··· Supplied data ···
//! Generation transition using a two-phase compute/commit update.
//!
//! The compute phase writes every cell's pending state from the committed
//! snapshot; only once the whole board has been computed does the commit phase
//! promote pending to committed. A neighbor count therefore never observes a
//! cell that has already advanced, and the result does not depend on the order
//! in which cells are visited.

use log::trace;

use super::neighbors::count_unchecked;
use super::{Cell, Coord, Grid};

/// Applies Conway's rule to a whole [`Grid`], one generation per call.
#[derive(Clone, Copy, Debug, Default)]
pub struct TransitionEngine;

impl TransitionEngine {
    pub const fn new() -> Self {
        Self
    }

    /// Compute phase: assign the pending state of every cell.
    pub(crate) fn compute(&self, grid: &mut Grid) {
        let order = grid.coords();
        self.compute_in_order(grid, order);
    }

    pub(crate) fn compute_in_order(&self, grid: &mut Grid, order: impl IntoIterator<Item = Coord>) {
        for coord in order {
            let neighbors = count_unchecked(coord, grid);
            let next = Cell::next_state(grid.active_unchecked(coord), neighbors);
            grid.cell_mut(coord).set_pending(next);
        }
    }

    /// Commit phase: promote every pending state. Returns the cells that changed.
    pub(crate) fn commit(&self, grid: &mut Grid) -> Vec<Coord> {
        grid.cells_mut()
            .filter_map(|(coord, cell)| cell.commit().then_some(coord))
            .collect()
    }

    /// Advance the grid by one generation and return the coordinates whose
    /// committed state changed.
    pub fn compute_and_commit(&self, grid: &mut Grid) -> Vec<Coord> {
        self.compute(grid);
        let changed = self.commit(grid);
        trace!("generation committed, {} cells changed", changed.len());
        changed
    }
}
···
## Exercise details:
Retype, without any change, the lines from the one containing "pub(crate) fn compute(&self, grid: &mut" through the final line of the material above, and no others.

## Answer space:
    pub(crate) fn compute(&self, grid: &mut Grid) {
        let order = grid.coords();
        self.compute_in_order(grid, order);
    }

    pub(crate) fn compute_in_order(&self, grid: &mut Grid, order: impl IntoIterator<Item = Coord>) {
        for coord in order {
            let neighbors = count_unchecked(coord, grid);
            let next = Cell::next_state(grid.active_unchecked(coord), neighbors);
            grid.cell_mut(coord).set_pending(next);
        }
    }

    /// Commit phase: promote every pending state. Returns the cells that changed.
    pub(crate) fn commit(&self, grid: &mut Grid) -> Vec<Coord> {
        grid.cells_mut()
            .filter_map(|(coord, cell)| cell.commit().then_some(coord))
            .collect()
    }

    /// Advance the grid by one generation and return the coordinates whose
    /// committed state changed.
    pub fn compute_and_commit(&self, grid: &mut Grid) -> Vec<Coord> {
        self.compute(grid);
        let changed = self.commit(grid);
        trace!("generation committed, {} cells changed", changed.len());
        changed
    }
}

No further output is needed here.